RECORDS TO PROCESS START

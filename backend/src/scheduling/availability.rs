//! Availability index.
//!
//! Turns a date and a job duration into the ordered list of start times
//! inside business hours, each paired with the first technician (by
//! ascending id) who has nothing booked over that interval.
//!
//! # Time Model
//! Times are minutes since midnight. Intervals are half-open `[start, end)`,
//! so a job ending at 10:00 does not collide with one starting at 10:00.

use chrono::{NaiveDate, NaiveTime};
use serde::Serialize;
use std::sync::Arc;

use super::config::{BusinessHours, SchedulingConfig};
use crate::store::{BookedInterval, SchedulingStore, StorageResult};

/// A time interval [start, end) in minutes since midnight.
#[derive(Debug, Clone, Copy, PartialEq, Eq)]
pub struct TimeWindow {
    pub start: u32,
    pub end: u32,
}

impl TimeWindow {
    pub fn new(start: u32, end: u32) -> Self {
        Self { start, end }
    }

    pub fn starting_at(start: u32, duration: u32) -> Self {
        Self::new(start, start + duration)
    }

    pub fn is_empty(&self) -> bool {
        self.end <= self.start
    }

    /// Whether two windows share any minute. An empty window overlaps nothing.
    pub fn overlaps(&self, other: &Self) -> bool {
        !self.is_empty() && !other.is_empty() && self.start < other.end && other.start < self.end
    }
}

/// A start time and the technician who would take it.
#[derive(Debug, Clone, Copy, PartialEq, Eq, Serialize)]
pub struct OpenSlot {
    pub time: NaiveTime,
    pub technician_id: i64,
}

/// Candidate start times for a job of `duration` minutes, stepping by
/// `granularity` from opening to the last start that still ends by closing.
/// Any start whose interval touches lunch is dropped.
pub fn candidate_starts(hours: &BusinessHours, granularity: u32, duration: u32) -> Vec<u32> {
    if duration == 0 || granularity == 0 || hours.start + duration > hours.end {
        return Vec::new();
    }

    let lunch = hours.lunch();
    (hours.start..=hours.end - duration)
        .step_by(granularity as usize)
        .filter(|&start| !TimeWindow::starting_at(start, duration).overlaps(&lunch))
        .collect()
}

/// Pairs each candidate start with the first free technician.
///
/// `technician_ids` must already be in the order technicians are tried.
/// A pairing listed in `held` is skipped without blocking any other start.
/// Start times with nobody free are left out.
pub fn open_slots(
    hours: &BusinessHours,
    granularity: u32,
    duration: u32,
    technician_ids: &[i64],
    booked: &[BookedInterval],
    held: &[OpenSlot],
) -> Vec<OpenSlot> {
    candidate_starts(hours, granularity, duration)
        .into_iter()
        .filter_map(|start| {
            let time = time_of(start);
            let wanted = TimeWindow::starting_at(start, duration);
            technician_ids
                .iter()
                .copied()
                .map(|technician_id| OpenSlot { time, technician_id })
                .find(|slot| {
                    !held.contains(slot)
                        && !booked.iter().any(|existing| {
                            existing.technician_id == slot.technician_id && existing.window().overlaps(&wanted)
                        })
                })
        })
        .collect()
}

pub fn time_of(minutes: u32) -> NaiveTime {
    NaiveTime::from_hms_opt(minutes / 60, minutes % 60, 0).unwrap_or(NaiveTime::MIN)
}

#[derive(Clone)]
pub struct AvailabilityIndex {
    store: Arc<dyn SchedulingStore>,
    config: Arc<SchedulingConfig>,
}

impl AvailabilityIndex {
    pub fn new(store: Arc<dyn SchedulingStore>, config: Arc<SchedulingConfig>) -> Self {
        Self { store, config }
    }

    /// Open slots on `date` across every active technician.
    pub async fn available_slots(&self, date: NaiveDate, duration: u32) -> StorageResult<Vec<OpenSlot>> {
        let mut technician_ids: Vec<i64> = self
            .store
            .active_technicians()
            .await?
            .into_iter()
            .filter(|t| t.active)
            .map(|t| t.id)
            .collect();
        technician_ids.sort_unstable();

        self.available_slots_among(date, duration, &technician_ids, &[]).await
    }

    /// Open slots on `date` considering only `technician_ids`, never
    /// offering one of the exact pairings in `held`.
    pub async fn available_slots_among(
        &self,
        date: NaiveDate,
        duration: u32,
        technician_ids: &[i64],
        held: &[OpenSlot],
    ) -> StorageResult<Vec<OpenSlot>> {
        if technician_ids.is_empty() {
            return Ok(Vec::new());
        }

        let booked = self.store.booked_intervals(date).await?;

        Ok(open_slots(
            &self.config.business_hours,
            self.config.slot_granularity_minutes,
            duration,
            technician_ids,
            &booked,
            held,
        ))
    }
}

RECORDS TO PROCESS END

- [YOUR OBJECTIVE]
Beginning at the line with "any other start." and ending at the line with "let time = time_of(start);", reproduce each line of the data above exactly, and add no other lines.

- [TASK ANSWER]
/// A pairing listed in `held` is skipped without blocking any other start.
/// Start times with nobody free are left out.
pub fn open_slots(
    hours: &BusinessHours,
    granularity: u32,
    duration: u32,
    technician_ids: &[i64],
    booked: &[BookedInterval],
    held: &[OpenSlot],
) -> Vec<OpenSlot> {
    candidate_starts(hours, granularity, duration)
        .into_iter()
        .filter_map(|start| {
            let time = time_of(start);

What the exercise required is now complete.